Prière de ne pas diffamer ou la véridique histoire d’Hélène Bessette de chez Gallimard est écrit à partir de la biographie de Julien Doussinault et du texte-manifeste d’Hélène Bessette Le Résumé. Régis Hébette et Gilles Aufray ont travaillé à quatre mains pour restituer un texte d’une grande précision et d’une puissante musicalité, comme un tempo. Proche du public dans la petite salle de l’Echangeur, l’actrice vêtue d’une blouse sans couleur se raconte, et le plateau nu témoigne d’un récit de haute intensité. D’une famille modeste, Hélène Bessette vise l’Ecole normale supérieure. Très tôt la bibliothèque est son refuge et elle écrit journal, romans et poésies. Elle arpente les petites villes de province avec son mari, pasteur de profession, mais son seul souhait est d’être à Paris. En attendant c’est à Roubaix que naissent ses deux fils tandis que la liste de ses romans s’étend, avec Lili pleure en 1954, puis MaternA, suivi de Vingt minutes de silence. Au fil de ses écritures, elle obtient à plusieurs reprises des voix, pour le Prix Goncourt. Pourtant, Les petites Lecocq marque le début de ses ennuis car Jacqueline Lecocq, de la famille d’accueil qui l’avait jadis accueillie, se reconnaissant, porte plainte et la fait condamner. Puis, ce sont les parents d’élèves de l’école où elle enseigne qui la sanctionnent, et Gallimard qui met ses livres au pilon. Hélène Bessette échafaude un plan pour émigrer aux Etats-Unis mais n’y parvient pas et s’enfonce dans la solitude et la difficulté de vivre avec les petits boulots qu’elle exécute, de serveuse à femme de ménage. Elle édite pourtant ses cinquième et sixième romans, La Tour, puis Suite Suisse où elle parle de la problématique de l’EAS – Emploi, Argent, Santé -. Viennent ensuite Les Mondes seuls puis Ida ou le délire son dernier roman, publié en 1973, où la musicalité des mots rejoint les notes jazz. « Un livre c’est beaucoup… comme une lampe qui brille ou qu’on brise » dit-elle. Gallimard lui refuse la publication de trois pièces de théâtre, elle se défend puis repart sur les routes avec ses valises pleines de manuscrits : « ce qui m’inquiète, c’est mon œuvre…. car l’ensemble a du poids » dit-elle avec humour et lucidité. Elle meurt dans l’indifférence, en 2000. Sur la porte de son petit appartement du Mans était écrit, sur un carton : « Prière de ne pas diffamer. Hélène Bessette de chez Gallimard ».

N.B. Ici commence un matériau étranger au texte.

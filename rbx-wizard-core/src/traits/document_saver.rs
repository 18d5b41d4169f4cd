//! Shared document persistence abstract Trait

use async_trait::async_trait;

use crate::error::CoreResult;

/// Writes a shared document's text to its backing resource
///
/// Implementations must not retry; a failure is reported to the document,
/// which keeps the buffer for the next attempt.
#[async_trait]
pub trait DocumentSaver: Send + Sync {
    async fn save(&self, text: &str) -> CoreResult<()>;
}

Le second spectacle, Si ou le bal au Carlton met en exergue la parole de l’écrivaine, par l’adaptation de son roman, Si, publié chez Gallimard en 1964, et repris comme d’autres titres, par les éditions Léo Scheer qui se sont attelées à la tâche depuis 2006. Régis Hébette en signe l’adaptation ainsi que la scénographie en collaboration avec Gilles Aufray pour la dramaturgie et la scénographie, et celle de Renaud Lagier pour la scénographie et les lumières. On retrouve Laure Wolf seule en scène sur le grand plateau et, dans un angle, François Tarot ponctuant les séquences par les pulsations de sa création sonore. On est face aux pulsions de mort de la narratrice, Désira, qui n’envisage que le suicide comme réponse aux préjugés, aux faux-semblants et aux désillusions des hommes. Auteur autant que victime, elle le met en scène et en orchestre la répétition générale. Nous sommes dans une salle de soins, derrière un plastique glauque où le rouge est la couleur-maitre, mais l’idée du suicide avec sa forme d’abandon de la vie côtoie tout autant une grande envie de vivre. A Bagnolet, la profondeur du plateau nous conduit dans les plis du cerveau où s’exprime la solitude de la vie tout autant que celle de Bessette en littérature.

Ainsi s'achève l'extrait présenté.